Clinical Research Directory

Inclusion Criteria: 1. Male or female participants ≥ 18 years old. 2. Diagnosis of NMO or NMOSD. 3. Anti-AQP4 antibody seropositive. 4. Historical relapse of at least 1 relapses in the last 12 months or 2 relapses in the last 24 months with at least 1 relapse in the 12 months prior to the screening. 5. Expanded Disability Status Scale score ≤ 7.5. 6. Patients must give written informed consent.
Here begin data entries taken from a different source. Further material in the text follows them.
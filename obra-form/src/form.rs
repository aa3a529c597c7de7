//! Form state holder.
//!
//! Each registered field is `Untouched` (the server keeps its value),
//! `Edited` (sent as entered) or `Cleared` (sent empty so the server drops
//! it). Setting a field back to its original value still counts as an edit
//! and sends the original, never an empty string.

use std::collections::BTreeMap;

use obra_core::{FieldErrors, MultipartPayload};
use serde_json::{Map, Value};

use crate::error::{FormError, FormResult};
use crate::field::{is_blank, ClearPolicy, FieldRegistry, FieldSpec};

#[derive(Debug, Clone, PartialEq)]
pub enum FieldStatus {
    Untouched,
    Edited(Value),
    Cleared,
}

#[derive(Debug, Clone)]
pub struct FormState {
    registry: FieldRegistry,
    original: Map<String, Value>,
    status: BTreeMap<String, FieldStatus>,
    errors: FieldErrors,
}

impl FormState {
    /// Form over an existing record. Keys the registry does not know are
    /// ignored.
    pub fn seed(registry: FieldRegistry, record: &Value) -> Self {
        let original = record
            .as_object()
            .map(|obj| {
                obj.iter()
                    .filter(|(k, _)| registry.contains(k))
                    .map(|(k, v)| (k.clone(), v.clone()))
                    .collect()
            })
            .unwrap_or_default();
        Self {
            registry,
            original,
            status: BTreeMap::new(),
            errors: FieldErrors::new(),
        }
    }

    /// Form for a record that does not exist yet.
    pub fn blank(registry: FieldRegistry) -> Self {
        Self::seed(registry, &Value::Null)
    }

    pub fn registry(&self) -> &FieldRegistry {
        &self.registry
    }

    fn spec(&self, name: &str) -> FormResult<&FieldSpec> {
        self.registry.get(name).ok_or_else(|| FormError::unknown_field(name))
    }

    /// Set a field. A blank value counts as clearing it.
    pub fn set(&mut self, name: &str, value: impl Into<Value>) -> FormResult<()> {
        let value = self.spec(name)?.normalize(value.into());
        if is_blank(&value) {
            return self.clear(name);
        }
        self.status.insert(name.to_string(), FieldStatus::Edited(value));
        self.errors_mut_remove(name);
        Ok(())
    }

    /// Set a field from raw text, parsed according to its kind.
    pub fn set_input(&mut self, name: &str, raw: &str) -> FormResult<()> {
        let value = self
            .spec(name)?
            .parse_input(raw)
            .map_err(|msg| FormError::invalid_input(name, msg))?;
        self.set(name, value)
    }

    pub fn clear(&mut self, name: &str) -> FormResult<()> {
        self.spec(name)?;
        self.status.insert(name.to_string(), FieldStatus::Cleared);
        self.errors_mut_remove(name);
        Ok(())
    }

    /// Forget any edit; the field goes back to `Untouched`.
    pub fn reset(&mut self, name: &str) -> FormResult<()> {
        self.spec(name)?;
        self.status.remove(name);
        Ok(())
    }

    fn errors_mut_remove(&mut self, name: &str) {
        if self.errors.contains(name) {
            let mut kept = FieldErrors::new();
            for (field, messages) in self.errors.iter().filter(|(f, _)| *f != name) {
                for m in messages {
                    kept.push_field(field, m.clone());
                }
            }
            self.errors = kept;
        }
    }

    pub fn status(&self, name: &str) -> FieldStatus {
        self.status.get(name).cloned().unwrap_or(FieldStatus::Untouched)
    }

    pub fn original(&self, name: &str) -> Option<&Value> {
        self.original.get(name)
    }

    /// Value the field will have after submit.
    pub fn value(&self, name: &str) -> Option<Value> {
        match self.status.get(name) {
            Some(FieldStatus::Edited(v)) => Some(v.clone()),
            Some(FieldStatus::Cleared) => None,
            _ => self.original.get(name).filter(|v| !v.is_null()).cloned(),
        }
    }

    pub fn is_dirty(&self) -> bool {
        !self.status.is_empty()
    }

    /// Required checks and per-field rules. Does not touch stored errors.
    pub fn validate(&self) -> FieldErrors {
        let mut errors = FieldErrors::new();
        for spec in self.registry.iter() {
            let status = self.status(&spec.name);
            if status == FieldStatus::Cleared && spec.clear_policy == ClearPolicy::Never {
                if let Some(msg) = &spec.required {
                    errors.push_field(&spec.name, msg.clone());
                }
                continue;
            }
            match self.value(&spec.name) {
                Some(v) if !is_blank(&v) => {
                    for msg in spec.check(&v) {
                        errors.push_field(&spec.name, msg);
                    }
                }
                _ => {
                    if let Some(msg) = &spec.required {
                        errors.push_field(&spec.name, msg.clone());
                    }
                }
            }
        }
        errors
    }

    /// Keep errors (usually from the server) for re-display.
    pub fn apply_server_errors(&mut self, errors: FieldErrors) {
        self.errors = errors;
    }

    pub fn error(&self, field: &str) -> Option<&str> {
        self.errors.first(field)
    }

    pub fn errors(&self) -> &FieldErrors {
        &self.errors
    }

    pub fn clear_errors(&mut self) {
        self.errors = FieldErrors::new();
    }

    /// Scalar parts in registry order. Untouched fields are omitted.
    pub fn push_scalar_parts(&self, payload: &mut MultipartPayload) {
        for spec in self.registry.iter() {
            match self.status.get(&spec.name) {
                None | Some(FieldStatus::Untouched) => {}
                Some(FieldStatus::Cleared) => payload.push_text(spec.name.clone(), ""),
                Some(FieldStatus::Edited(v)) => payload.push_text(spec.name.clone(), spec.to_text(v)),
            }
        }
    }

    /// JSON body with only the fields that changed.
    pub fn json_body(&self) -> Value {
        let mut body = Map::new();
        for spec in self.registry.iter() {
            match self.status.get(&spec.name) {
                None | Some(FieldStatus::Untouched) => {}
                Some(FieldStatus::Cleared) => {
                    body.insert(spec.name.clone(), Value::String(String::new()));
                }
                Some(FieldStatus::Edited(v)) => {
                    body.insert(spec.name.clone(), v.clone());
                }
            }
        }
        Value::Object(body)
    }
}
//! Field registries and media channels for each CMS entity form.

use obra_media::{ChannelConfig, PersistedMedia};
use serde_json::Value;

use crate::field::{FieldRegistry, FieldSpec};
use crate::session::EditSession;

pub const PROJECT_STATUSES: &[&str] = &["en_proceso", "entregado"];

pub fn project_fields() -> FieldRegistry {
    FieldRegistry::new()
        .field(
            FieldSpec::text("name")
                .required_with("El nombre del proyecto es obligatorio.")
                .max_length(200),
        )
        .field(FieldSpec::integer("category").required_with("Debes seleccionar una categoría."))
        .field(FieldSpec::text("location").required_with("La ubicación es requerida."))
        .field(
            FieldSpec::choice("status", PROJECT_STATUSES)
                .required_with("Debes seleccionar el estado del proyecto."),
        )
        .field(FieldSpec::boolean("is_featured"))
        .field(FieldSpec::text("description"))
        .field(FieldSpec::text("service_type"))
        .field(FieldSpec::text("levels"))
        .field(FieldSpec::text("area"))
        .field(FieldSpec::integer("year").range(1900, 2100))
        .field(FieldSpec::json("extra_info"))
}

pub fn service_fields() -> FieldRegistry {
    FieldRegistry::new()
        .field(FieldSpec::text("name").required_with("Nombre y descripción requeridos"))
        .field(FieldSpec::text("description").required_with("Nombre y descripción requeridos"))
}

pub fn client_fields() -> FieldRegistry {
    FieldRegistry::new().field(FieldSpec::text("name").required_with("El nombre es obligatorio"))
}

pub fn about_fields() -> FieldRegistry {
    FieldRegistry::new()
        .field(FieldSpec::text("description"))
        .field(FieldSpec::text("mission"))
        .field(FieldSpec::text("vision"))
}

pub fn category_fields() -> FieldRegistry {
    FieldRegistry::new().field(
        FieldSpec::text("name")
            .required_with("El nombre es obligatorio")
            .max_length(100),
    )
}

pub fn company_info_fields() -> FieldRegistry {
    FieldRegistry::new()
        .field(FieldSpec::text("phone"))
        .field(FieldSpec::text("email").email())
        .field(FieldSpec::text("address"))
        .field(FieldSpec::text("google_maps_url").url())
        .field(FieldSpec::text("google_maps_link").url())
        .field(FieldSpec::text("opening_hours"))
        .field(FieldSpec::text("facebook").url())
        .field(FieldSpec::text("instagram").url())
        .field(FieldSpec::text("linkedin").url())
        .field(FieldSpec::text("tiktok").url())
        .field(FieldSpec::text("whatsapp"))
}

/// Attachments listed under `key` as `[{id, <url_key>}]`.
fn media_list(record: &Value, key: &str, url_key: &str) -> Vec<PersistedMedia> {
    record
        .get(key)
        .and_then(Value::as_array)
        .map(|items| {
            items
                .iter()
                .filter_map(|item| {
                    let id = match item.get("id")? {
                        Value::Number(n) => n.to_string(),
                        Value::String(s) => s.clone(),
                        _ => return None,
                    };
                    let url = item.get(url_key)?.as_str()?;
                    Some(PersistedMedia::new(id, url))
                })
                .collect()
        })
        .unwrap_or_default()
}

/// A single file stored as a URL under `key`. The slot id is the field name.
fn single_media(record: &Value, key: &str) -> Vec<PersistedMedia> {
    match record.get(key).and_then(Value::as_str) {
        Some(url) if !url.is_empty() => vec![PersistedMedia::new(key, url)],
        _ => Vec::new(),
    }
}

/// One media channel of an entity form plus how to read its attachments off
/// a server record.
#[derive(Debug, Clone)]
pub struct ChannelBinding {
    pub config: ChannelConfig,
    pub seed: fn(&Value) -> Vec<PersistedMedia>,
    pub required_on_create: Option<&'static str>,
}

#[derive(Debug, Clone)]
pub struct EntityForm {
    pub name: &'static str,
    pub registry: FieldRegistry,
    pub channels: Vec<ChannelBinding>,
}

impl EntityForm {
    pub fn project() -> Self {
        Self {
            name: "project",
            registry: project_fields(),
            channels: vec![
                ChannelBinding {
                    config: ChannelConfig::project_images(),
                    seed: |r| media_list(r, "images", "image"),
                    required_on_create: None,
                },
                ChannelBinding {
                    config: ChannelConfig::project_videos(),
                    seed: |r| media_list(r, "videos", "video"),
                    required_on_create: None,
                },
            ],
        }
    }

    pub fn service() -> Self {
        Self {
            name: "service",
            registry: service_fields(),
            channels: vec![ChannelBinding {
                config: ChannelConfig::service_image(),
                seed: |r| single_media(r, "image"),
                required_on_create: None,
            }],
        }
    }

    pub fn client() -> Self {
        Self {
            name: "client",
            registry: client_fields(),
            channels: vec![ChannelBinding {
                config: ChannelConfig::client_logo(),
                seed: |r| single_media(r, "image"),
                required_on_create: Some("La imagen es obligatoria para nuevos clientes"),
            }],
        }
    }

    pub fn about() -> Self {
        Self {
            name: "about",
            registry: about_fields(),
            channels: vec![ChannelBinding {
                config: ChannelConfig::about_image(),
                seed: |r| single_media(r, "image"),
                required_on_create: None,
            }],
        }
    }

    pub fn category() -> Self {
        Self {
            name: "category",
            registry: category_fields(),
            channels: Vec::new(),
        }
    }

    pub fn company_info() -> Self {
        Self {
            name: "company_info",
            registry: company_info_fields(),
            channels: Vec::new(),
        }
    }

    /// Apply a per-file size limit to every channel.
    pub fn with_max_file_bytes(mut self, bytes: u64) -> Self {
        for binding in &mut self.channels {
            binding.config.accept.max_file_bytes = bytes;
        }
        self
    }

    /// Edit session over an existing record.
    pub fn open(&self, record: &Value) -> EditSession {
        let channels = self
            .channels
            .iter()
            .map(|b| (b.config.clone(), (b.seed)(record)))
            .collect();
        EditSession::open(self.registry.clone(), record, channels)
    }

    /// Edit session for a new record.
    pub fn create(&self) -> EditSession {
        let mut session = EditSession::create(
            self.registry.clone(),
            self.channels.iter().map(|b| b.config.clone()).collect(),
        );
        for binding in &self.channels {
            if let Some(message) = binding.required_on_create {
                session = session.require_media(binding.config.name.clone(), message);
            }
        }
        session
    }
}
Exclusion Criteria: 1. Use of intravenous steroid pulse therapy or intravenous immunoglobulin or plasma exchange/adsorption within 3 weeks prior to Screening. 2. Use of tocilizumab, satralizumab, belimumab, ofatumumab within 1 months prior to Screening. 3. Patients treated with oral immunosuppressive agents other than steroids (e.g. azathioprine, mycophenolate mofetil, methotrexate, tacrolimus, cyclosporine in the 3 months prior to allocation. 4. Use of rituximab or inebilizumab within 6 months prior to Screening. 5. Patients infected with hepatitis B or C virus, or human immunodeficiency virus, or those having active infectious diseases. 6. Patients with a severe chronic infection or a history of recurrent infections. 7. Patients with a history of radiation treatment (whole body irradiation or lymphoid irradiation) or stem cell transplantation. 8. Patients who are pregnant or breast-feeding. 9. Patients who are participating in other clinical trials for NMOSD. 10. Patients diagnosed with cancer.